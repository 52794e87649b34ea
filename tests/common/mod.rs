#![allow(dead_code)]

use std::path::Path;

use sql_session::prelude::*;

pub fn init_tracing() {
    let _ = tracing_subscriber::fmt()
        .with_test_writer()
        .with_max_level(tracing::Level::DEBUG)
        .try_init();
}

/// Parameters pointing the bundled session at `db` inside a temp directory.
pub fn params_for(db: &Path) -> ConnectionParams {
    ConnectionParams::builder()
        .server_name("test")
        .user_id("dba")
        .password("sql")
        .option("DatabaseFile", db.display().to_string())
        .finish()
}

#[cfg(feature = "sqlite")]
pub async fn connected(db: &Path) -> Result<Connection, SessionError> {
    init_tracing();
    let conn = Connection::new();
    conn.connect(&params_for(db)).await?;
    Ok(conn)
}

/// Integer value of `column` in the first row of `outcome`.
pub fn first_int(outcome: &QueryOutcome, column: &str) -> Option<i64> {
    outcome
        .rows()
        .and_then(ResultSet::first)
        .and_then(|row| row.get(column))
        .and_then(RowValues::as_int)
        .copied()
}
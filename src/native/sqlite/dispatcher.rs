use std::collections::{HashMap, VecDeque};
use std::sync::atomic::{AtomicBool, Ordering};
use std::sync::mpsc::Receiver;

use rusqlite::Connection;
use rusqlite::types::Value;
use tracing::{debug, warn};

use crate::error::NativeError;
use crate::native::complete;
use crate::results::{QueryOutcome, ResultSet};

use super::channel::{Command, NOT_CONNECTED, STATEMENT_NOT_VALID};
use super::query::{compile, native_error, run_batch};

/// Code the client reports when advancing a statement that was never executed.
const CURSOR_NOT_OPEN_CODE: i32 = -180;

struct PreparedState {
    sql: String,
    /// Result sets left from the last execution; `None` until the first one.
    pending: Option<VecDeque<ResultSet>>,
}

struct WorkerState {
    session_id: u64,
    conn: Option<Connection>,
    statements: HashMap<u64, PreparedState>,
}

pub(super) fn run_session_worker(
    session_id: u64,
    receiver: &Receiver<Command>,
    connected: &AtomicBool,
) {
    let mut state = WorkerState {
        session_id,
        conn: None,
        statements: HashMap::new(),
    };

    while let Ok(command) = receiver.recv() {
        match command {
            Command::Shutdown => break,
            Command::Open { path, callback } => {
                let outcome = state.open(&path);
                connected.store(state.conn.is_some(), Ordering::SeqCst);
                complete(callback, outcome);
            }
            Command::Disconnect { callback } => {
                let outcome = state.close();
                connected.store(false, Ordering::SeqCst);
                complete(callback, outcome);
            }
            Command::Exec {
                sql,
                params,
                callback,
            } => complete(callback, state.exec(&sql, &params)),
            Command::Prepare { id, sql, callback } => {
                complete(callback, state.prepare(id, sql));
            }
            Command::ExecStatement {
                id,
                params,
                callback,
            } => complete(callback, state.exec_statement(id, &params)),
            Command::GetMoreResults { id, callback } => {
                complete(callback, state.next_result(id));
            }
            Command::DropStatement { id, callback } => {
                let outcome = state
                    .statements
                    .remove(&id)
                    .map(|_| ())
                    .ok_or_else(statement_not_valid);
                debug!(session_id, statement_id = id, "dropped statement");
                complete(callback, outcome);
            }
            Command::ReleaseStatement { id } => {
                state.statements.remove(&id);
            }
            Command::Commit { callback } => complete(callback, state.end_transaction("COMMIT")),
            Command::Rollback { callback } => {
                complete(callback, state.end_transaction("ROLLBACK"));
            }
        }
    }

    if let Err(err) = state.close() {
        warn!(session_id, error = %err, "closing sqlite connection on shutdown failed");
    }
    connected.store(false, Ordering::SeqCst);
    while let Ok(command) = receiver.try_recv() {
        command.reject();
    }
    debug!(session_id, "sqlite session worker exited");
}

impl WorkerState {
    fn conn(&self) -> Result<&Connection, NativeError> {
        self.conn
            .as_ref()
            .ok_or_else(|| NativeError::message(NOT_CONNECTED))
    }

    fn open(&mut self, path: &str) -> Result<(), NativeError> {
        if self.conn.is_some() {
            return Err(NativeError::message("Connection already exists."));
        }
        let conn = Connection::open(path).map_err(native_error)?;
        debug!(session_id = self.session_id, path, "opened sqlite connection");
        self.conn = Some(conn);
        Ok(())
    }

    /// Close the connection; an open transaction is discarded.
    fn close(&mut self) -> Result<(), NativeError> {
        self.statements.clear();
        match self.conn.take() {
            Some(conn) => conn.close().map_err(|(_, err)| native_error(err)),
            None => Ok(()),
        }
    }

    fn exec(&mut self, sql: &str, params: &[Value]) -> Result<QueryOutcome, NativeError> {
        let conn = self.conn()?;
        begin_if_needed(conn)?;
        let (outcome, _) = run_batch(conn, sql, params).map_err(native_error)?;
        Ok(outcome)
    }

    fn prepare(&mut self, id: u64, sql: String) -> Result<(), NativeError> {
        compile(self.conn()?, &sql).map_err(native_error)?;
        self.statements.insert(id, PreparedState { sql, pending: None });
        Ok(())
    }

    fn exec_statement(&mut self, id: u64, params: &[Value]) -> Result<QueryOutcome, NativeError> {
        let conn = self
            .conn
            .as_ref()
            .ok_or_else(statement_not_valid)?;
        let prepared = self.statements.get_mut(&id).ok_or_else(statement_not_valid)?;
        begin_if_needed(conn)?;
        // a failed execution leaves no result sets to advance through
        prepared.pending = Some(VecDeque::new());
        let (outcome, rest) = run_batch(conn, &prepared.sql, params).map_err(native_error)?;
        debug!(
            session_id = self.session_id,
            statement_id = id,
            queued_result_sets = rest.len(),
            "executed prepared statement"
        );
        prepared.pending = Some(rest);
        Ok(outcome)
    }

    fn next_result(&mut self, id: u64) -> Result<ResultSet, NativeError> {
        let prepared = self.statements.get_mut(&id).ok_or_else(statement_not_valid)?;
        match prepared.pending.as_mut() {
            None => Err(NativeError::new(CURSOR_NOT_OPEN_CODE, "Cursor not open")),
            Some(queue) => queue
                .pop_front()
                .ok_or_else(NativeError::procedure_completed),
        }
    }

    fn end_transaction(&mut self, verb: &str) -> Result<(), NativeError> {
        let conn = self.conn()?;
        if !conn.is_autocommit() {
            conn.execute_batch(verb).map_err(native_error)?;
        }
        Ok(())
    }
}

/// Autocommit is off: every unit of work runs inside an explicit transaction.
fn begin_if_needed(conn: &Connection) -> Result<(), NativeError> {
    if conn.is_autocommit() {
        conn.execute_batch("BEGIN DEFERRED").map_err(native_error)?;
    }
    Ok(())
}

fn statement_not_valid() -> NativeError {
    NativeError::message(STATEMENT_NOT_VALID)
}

---

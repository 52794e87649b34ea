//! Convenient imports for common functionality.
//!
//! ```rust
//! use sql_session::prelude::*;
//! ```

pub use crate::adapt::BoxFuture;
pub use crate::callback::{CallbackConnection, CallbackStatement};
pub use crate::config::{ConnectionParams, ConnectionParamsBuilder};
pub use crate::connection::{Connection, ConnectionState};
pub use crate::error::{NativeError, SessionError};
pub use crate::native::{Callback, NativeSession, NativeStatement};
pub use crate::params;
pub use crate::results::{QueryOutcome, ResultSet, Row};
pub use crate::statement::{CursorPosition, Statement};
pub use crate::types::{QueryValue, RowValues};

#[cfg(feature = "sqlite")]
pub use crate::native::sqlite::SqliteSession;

Task brief:
The reply should hold only how many lines in the material include the word "SessionError".

Output for this task:
2